Thar Thar swallowed and lowered his eyes. “In the coop.”

“Are you sure? They’re so quiet.”

He nodded without looking at her.

Nu Nu walked over to the coop and listened. Not hearing anything, she squatted down and peered in through the little door. In one corner she spotted three birds.

“Where are the others?” she asked, puzzled, as she stood back up.

“Gone,” whispered Thar Thar, turning aside.

“What do you mean, gone? Did they run away? Did dogs get a hold of them?” Nu Nu knew how much the chickens meant to her son and she couldn’t believe that he had not looked after them better.

Thar Thar shook his head mutely.

Nu Nu looked in doubt from one son to the other.

“He sold them,” said Ko Gyi in a muted voice. “One after another.”

“Sold them?”

Thar Thar, still silent, stared at the ground. She put a hand under his chin and cautiously lifted his head. Two tears ran down his cheeks. His lower lip quivered. He closed his eyes and the tears increased.

“Why?”

Silence.

“Why?”

A profound, almost unbearable silence was her answer.

“Because the neighbors were no longer willing to lend us money or rice,” murmured Ko Gyi.

“Because otherwise we would have starved,” said Thar Thar, turning away and running as fast as he could back into the house.

Nu Nu was still trying to understand what had happened. A thought crept up on her, so sad that she wanted to forget it again immediately. “But the neighbors have their own chickens,” she said, looking to Ko Gyi for an answer. “It doesn’t make sense. Can you explain it to me?”

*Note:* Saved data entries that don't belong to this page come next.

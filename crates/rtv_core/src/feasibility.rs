//! Trip feasibility evaluation.
//!
//! [`PathBuilder`] walks an ordered stop sequence one stop at a time,
//! simulating arrivals with the distance oracle and rejecting the sequence as
//! soon as a load, window, sharing or deadline rule breaks. The builder is
//! cheap to clone, so sequence searches extend a shared feasible prefix
//! instead of re-evaluating it.
//!
//! Infeasibility is an ordinary outcome here: every check returns `false` or
//! `None`, never an error.

use crate::model::{EnRoute, NodeId, RequestId, Seconds, Stop, Vehicle, VehicleId, Visit, VisitKind};
use crate::oracle::DistanceOracle;

/// Where and when a sequence starts.
#[derive(Debug, Clone, Copy, PartialEq, Eq)]
pub struct StartState {
    pub node: NodeId,
    /// Departure time from `node`.
    pub departure: Seconds,
    /// Round time: no arrival is earlier than this.
    pub now: Seconds,
    pub load: u32,
    pub capacity: u32,
    pub deadline: Seconds,
    /// Set when the vehicle already left `node`; a waypoint is visited first
    /// unless the sequence starts at the current target.
    pub detour: Option<EnRoute>,
}

impl StartState {
    pub fn of_vehicle(vehicle: &Vehicle, now: Seconds) -> Self {
        Self {
            node: vehicle.position,
            departure: vehicle.departure,
            now,
            load: vehicle.load(),
            capacity: vehicle.capacity,
            deadline: vehicle.contract_deadline,
            detour: vehicle.en_route,
        }
    }
}

/// Incremental evaluator for one stop sequence.
#[derive(Clone)]
pub struct PathBuilder<'o> {
    oracle: &'o dyn DistanceOracle,
    now: Seconds,
    capacity: u32,
    deadline: Seconds,
    relaxed: bool,
    detour: Option<EnRoute>,
    node: NodeId,
    arrival: Seconds,
    load: i64,
    delay: u64,
    idleness: u64,
    slack: u64,
    stops: Vec<Stop>,
    arrivals: Vec<Seconds>,
}

impl<'o> PathBuilder<'o> {
    pub fn new(oracle: &'o dyn DistanceOracle, start: &StartState) -> Self {
        Self {
            oracle,
            now: start.now,
            capacity: start.capacity,
            deadline: start.deadline,
            relaxed: false,
            detour: start.detour,
            node: start.node,
            arrival: start.departure,
            load: i64::from(start.load),
            delay: 0,
            idleness: 0,
            slack: 0,
            stops: Vec::new(),
            arrivals: Vec::new(),
        }
    }

    /// Vehicle-neutral builder already standing at `pickup`.
    ///
    /// Used for request-request compatibility: the sequence starts at the
    /// first pickup as early as the round and the window allow, with
    /// unlimited capacity and no contract deadline.
    pub fn from_pickup(oracle: &'o dyn DistanceOracle, pickup: Stop, now: Seconds) -> Option<Self> {
        let Stop::Pickup(owner) = pickup else {
            return None;
        };
        let arrival = now.max(owner.window.earliest);
        if arrival > owner.window.latest {
            return None;
        }
        Some(Self {
            oracle,
            now,
            capacity: u32::MAX,
            deadline: Seconds::MAX,
            relaxed: false,
            detour: None,
            node: owner.node,
            arrival,
            load: pickup.load_delta(),
            delay: 0,
            idleness: 0,
            slack: u64::from(owner.window.latest - arrival),
            stops: vec![pickup],
            arrivals: vec![arrival],
        })
    }

    /// Ignore time windows and the contract deadline; capacity still holds.
    pub fn relaxed(mut self) -> Self {
        self.relaxed = true;
        self
    }

    pub fn delay(&self) -> u64 {
        self.delay
    }

    pub fn idleness(&self) -> u64 {
        self.idleness
    }

    pub fn arrival(&self) -> Seconds {
        self.arrival
    }

    pub fn load(&self) -> i64 {
        self.load
    }

    pub fn stops(&self) -> &[Stop] {
        &self.stops
    }

    /// Ranking key of the sequence so far, laid out like [`Visit::quality_key`].
    pub fn quality_key(&self) -> (u64, usize, u64) {
        (self.delay, self.stops.len(), self.idleness)
    }

    /// Append `stop`; returns `false` when the extended sequence is infeasible.
    ///
    /// After a `false` the builder must be discarded.
    pub fn push(&mut self, stop: Stop) -> bool {
        if let Some(detour) = self.detour.take() {
            if stop.node() != detour.target
                && !self.advance(Stop::Waypoint {
                    node: detour.waypoint,
                })
            {
                return false;
            }
        }
        self.advance(stop)
    }

    fn advance(&mut self, stop: Stop) -> bool {
        if !self.stops.last().map_or(true, |previous| previous.may_precede(&stop)) {
            return false;
        }
        let load = self.load + stop.load_delta();
        if load < 0 || load > i64::from(self.capacity) {
            return false;
        }

        let Some(travel) = self.oracle.travel_secs(self.node, stop.node()) else {
            return false;
        };
        let mut arrival = self.arrival.saturating_add(travel).max(self.now);
        let window = stop.window();
        if !self.relaxed && arrival > window.latest {
            return false;
        }
        if arrival < window.earliest {
            if stop.is_pickup() {
                self.idleness += u64::from(window.earliest - arrival);
            }
            arrival = window.earliest;
        }

        if !self.relaxed && arrival > self.deadline {
            return false;
        }

        match stop {
            Stop::Dropoff(owner) => {
                self.delay += u64::from(arrival.saturating_sub(owner.ideal));
                self.slack += u64::from(window.latest.saturating_sub(arrival));
            }
            Stop::Pickup(_) => {
                self.slack += u64::from(window.latest.saturating_sub(arrival));
            }
            Stop::Waypoint { .. } | Stop::Relocation { .. } => {}
        }
        self.node = stop.node();
        self.arrival = arrival;
        self.load = load;
        self.stops.push(stop);
        self.arrivals.push(arrival);
        true
    }

    /// Turn the evaluated sequence into a visit for `vehicle`.
    pub fn finish(self, vehicle: VehicleId) -> Visit {
        let mut requests: Vec<RequestId> = self
            .stops
            .iter()
            .filter(|stop| stop.is_pickup())
            .filter_map(Stop::request)
            .collect();
        requests.sort_unstable();
        let mut passengers: Vec<RequestId> = self
            .stops
            .iter()
            .filter(|stop| stop.is_dropoff())
            .filter_map(Stop::request)
            .filter(|id| requests.binary_search(id).is_err())
            .collect();
        passengers.sort_unstable();

        let kind = if self.stops.iter().any(|stop| stop.request().is_some()) {
            VisitKind::Route
        } else if self.stops.is_empty() {
            VisitKind::Stay
        } else {
            VisitKind::Relocation
        };

        Visit {
            vehicle,
            kind,
            stops: self.stops,
            arrivals: self.arrivals,
            requests,
            passengers,
            delay: self.delay,
            idleness: self.idleness,
            slack: self.slack,
            forced: self.relaxed,
        }
    }
}

/// Evaluate a complete ordered sequence from `start`.
///
/// Returns the populated visit, or `None` if any stop breaks a rule.
pub fn evaluate(
    oracle: &dyn DistanceOracle,
    start: &StartState,
    vehicle: VehicleId,
    stops: &[Stop],
) -> Option<Visit> {
    let mut builder = PathBuilder::new(oracle, start);
    for stop in stops {
        if !builder.push(*stop) {
            return None;
        }
    }
    Some(builder.finish(vehicle))
}

#[cfg(test)]
mod tests {
    use super::*;
    use crate::model::{Request, TimeWindow};
    use crate::oracle::MatrixOracle;

    /// Nodes on a line, 50 s apart.
    fn line() -> MatrixOracle {
        MatrixOracle::from_fn(6, |a, b| Some((a.abs_diff(b) * 50) as Seconds))
    }

    fn request(id: u32, from: u32, to: u32, pickup: (u32, u32), dropoff: (u32, u32)) -> Request {
        Request::with_windows(
            RequestId(id),
            NodeId(from),
            NodeId(to),
            TimeWindow::new(pickup.0, pickup.1),
            TimeWindow::new(dropoff.0, dropoff.1),
        )
    }

    fn start_at(node: u32, capacity: u32) -> StartState {
        StartState {
            node: NodeId(node),
            departure: 0,
            now: 0,
            load: 0,
            capacity,
            deadline: Seconds::MAX,
            detour: None,
        }
    }

    #[test]
    fn single_request_on_time_has_no_delay() {
        let oracle = line();
        let a = request(1, 1, 2, (0, 100), (0, 200)).direct_travel(50);
        let visit = evaluate(&oracle, &start_at(1, 1), VehicleId(1), &[a.pickup(), a.dropoff()])
            .expect("feasible");
        assert_eq!(visit.arrivals, vec![0, 50]);
        assert_eq!(visit.delay, 0);
        assert_eq!(visit.requests, vec![RequestId(1)]);
    }

    #[test]
    fn dropoff_delay_measured_from_window_opening() {
        let oracle = line();
        let a = request(1, 1, 2, (0, 100), (50, 200));
        let visit = evaluate(&oracle, &start_at(0, 1), VehicleId(1), &[a.pickup(), a.dropoff()])
            .expect("feasible");
        assert_eq!(visit.arrivals, vec![50, 100]);
        assert_eq!(visit.delay, 50);
    }

    #[test]
    fn early_arrival_waits_and_counts_idleness() {
        let oracle = line();
        let a = request(1, 1, 2, (120, 300), (170, 400));
        let visit = evaluate(&oracle, &start_at(0, 1), VehicleId(1), &[a.pickup(), a.dropoff()])
            .expect("feasible");
        assert_eq!(visit.arrivals, vec![120, 170]);
        assert_eq!(visit.idleness, 70);
        assert_eq!(visit.delay, 0);
    }

    #[test]
    fn late_arrival_is_infeasible() {
        let oracle = line();
        let a = request(1, 5, 4, (0, 100), (0, 400));
        assert!(evaluate(&oracle, &start_at(0, 1), VehicleId(1), &[a.pickup(), a.dropoff()]).is_none());
    }

    #[test]
    fn capacity_is_enforced() {
        let oracle = line();
        let a = request(1, 1, 3, (0, 500), (0, 900)).seats(2);
        assert!(evaluate(&oracle, &start_at(1, 1), VehicleId(1), &[a.pickup(), a.dropoff()]).is_none());
    }

    #[test]
    fn missing_path_is_infeasible() {
        let oracle = MatrixOracle::from_rows(&[vec![0, -1], vec![10, 0]]).expect("matrix");
        let a = request(1, 0, 1, (0, 100), (0, 200));
        assert!(evaluate(&oracle, &start_at(0, 1), VehicleId(1), &[a.pickup(), a.dropoff()]).is_none());
    }

    #[test]
    fn non_sharing_pickup_is_followed_by_its_own_dropoff() {
        let oracle = line();
        let solo = request(1, 1, 2, (0, 500), (0, 900)).sharing(false);
        let other = request(2, 1, 2, (0, 500), (0, 900));
        let start = start_at(1, 4);

        let interleaved = [solo.pickup(), other.pickup(), solo.dropoff(), other.dropoff()];
        assert!(evaluate(&oracle, &start, VehicleId(1), &interleaved).is_none());

        let solo_boards_last = [other.pickup(), solo.pickup(), solo.dropoff(), other.dropoff()];
        assert!(evaluate(&oracle, &start, VehicleId(1), &solo_boards_last).is_some());

        let back_to_back = [solo.pickup(), solo.dropoff(), other.pickup(), other.dropoff()];
        assert!(evaluate(&oracle, &start, VehicleId(1), &back_to_back).is_some());
    }

    #[test]
    fn sharing_pickup_may_precede_anyone() {
        let oracle = line();
        let solo = request(1, 1, 2, (0, 500), (0, 900)).sharing(false);
        let other = request(2, 1, 3, (0, 500), (0, 900));

        let stops = [other.pickup(), solo.pickup(), solo.dropoff(), other.dropoff()];
        let visit = evaluate(&oracle, &start_at(0, 2), VehicleId(1), &stops).expect("feasible");
        assert_eq!(visit.requests, vec![RequestId(1), RequestId(2)]);
        assert!(visit.stops.windows(2).all(|pair| pair[0].may_precede(&pair[1])));
    }

    #[test]
    fn dropoff_waits_do_not_count_as_idleness() {
        let oracle = line();
        let a = request(1, 1, 2, (0, 100), (300, 400));
        let visit = evaluate(&oracle, &start_at(1, 1), VehicleId(1), &[a.pickup(), a.dropoff()])
            .expect("feasible");
        assert_eq!(visit.arrivals, vec![0, 300]);
        assert_eq!(visit.idleness, 0);
    }

    #[test]
    fn contract_deadline_bounds_last_arrival() {
        let oracle = line();
        let a = request(1, 1, 4, (0, 500), (0, 900));
        let mut start = start_at(1, 1);
        start.deadline = 100;
        assert!(evaluate(&oracle, &start, VehicleId(1), &[a.pickup(), a.dropoff()]).is_none());
        start.deadline = 150;
        assert!(evaluate(&oracle, &start, VehicleId(1), &[a.pickup(), a.dropoff()]).is_some());
    }

    #[test]
    fn en_route_vehicle_diverts_through_waypoint() {
        let oracle = line();
        let a = request(1, 0, 1, (0, 500), (0, 900));
        let mut start = start_at(2, 1);
        start.detour = Some(EnRoute {
            target: NodeId(5),
            waypoint: NodeId(3),
        });
        let visit = evaluate(&oracle, &start, VehicleId(1), &[a.pickup(), a.dropoff()])
            .expect("feasible");
        assert_eq!(visit.stops[0], Stop::Waypoint { node: NodeId(3) });
        assert_eq!(visit.arrivals, vec![50, 200, 250]);

        let towards_target = request(2, 5, 4, (0, 500), (0, 900));
        let visit = evaluate(
            &oracle,
            &start,
            VehicleId(1),
            &[towards_target.pickup(), towards_target.dropoff()],
        )
        .expect("feasible");
        assert_eq!(visit.stops.len(), 2);
    }

    #[test]
    fn arrivals_never_precede_round_time() {
        let oracle = line();
        let a = request(1, 1, 2, (0, 500), (0, 900));
        let mut start = start_at(0, 1);
        start.now = 400;
        let visit = evaluate(&oracle, &start, VehicleId(1), &[a.pickup(), a.dropoff()])
            .expect("feasible");
        assert_eq!(visit.arrivals, vec![400, 450]);
    }

    #[test]
    fn evaluation_is_repeatable() {
        let oracle = line();
        let a = request(1, 1, 3, (0, 500), (0, 900));
        let b = request(2, 2, 4, (0, 500), (0, 900));
        let stops = [a.pickup(), b.pickup(), a.dropoff(), b.dropoff()];
        let first = evaluate(&oracle, &start_at(0, 2), VehicleId(1), &stops);
        let second = evaluate(&oracle, &start_at(0, 2), VehicleId(1), &stops);
        assert_eq!(first, second);
    }

    #[test]
    fn relaxed_builder_ignores_windows() {
        let oracle = line();
        let late = request(1, 0, 5, (0, 10), (0, 10));
        let mut builder = PathBuilder::new(&oracle, &start_at(0, 1)).relaxed();
        assert!(builder.push(late.pickup()));
        assert!(builder.push(late.dropoff()));
        let visit = builder.finish(VehicleId(1));
        assert!(visit.forced);
        assert_eq!(visit.delay, 250);
    }

    #[test]
    fn neutral_builder_starts_at_first_pickup() {
        let oracle = line();
        let a = request(1, 1, 2, (30, 100), (80, 200));
        let mut builder = PathBuilder::from_pickup(&oracle, a.pickup(), 10).expect("open window");
        assert_eq!(builder.arrival(), 30);
        assert!(builder.push(a.dropoff()));
        assert_eq!(builder.delay(), 0);

        let closed = request(2, 1, 2, (0, 5), (0, 200));
        assert!(PathBuilder::from_pickup(&oracle, closed.pickup(), 10).is_none());
    }
}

He nodded. “It’s true. They didn’t want them, and they offered him a terrible price.” He paused awhile. Softly, very softly, he continued: “He slaughtered, plucked, and dressed them and sold them at the market.”

Chapter 16

WHEN NU NU
awoke near dawn she could hear someone already busy with the pots. It was barely light yet, but the birds were already atwitter. She rolled over. Beside her Ko Gyi was asleep. Soon afterward she heard the monks at the gate, and she wondered why they had not long since ceased to ask for alms where there was nothing to be had. Nu Nu saw Thar Thar hurry down the steps with the big rice bowl in his hands. Had he been making offerings? All those months? How could he have conjured up the rice when they had hardly enough for themselves? She was too exhausted to ponder the question for long, and she fell back asleep.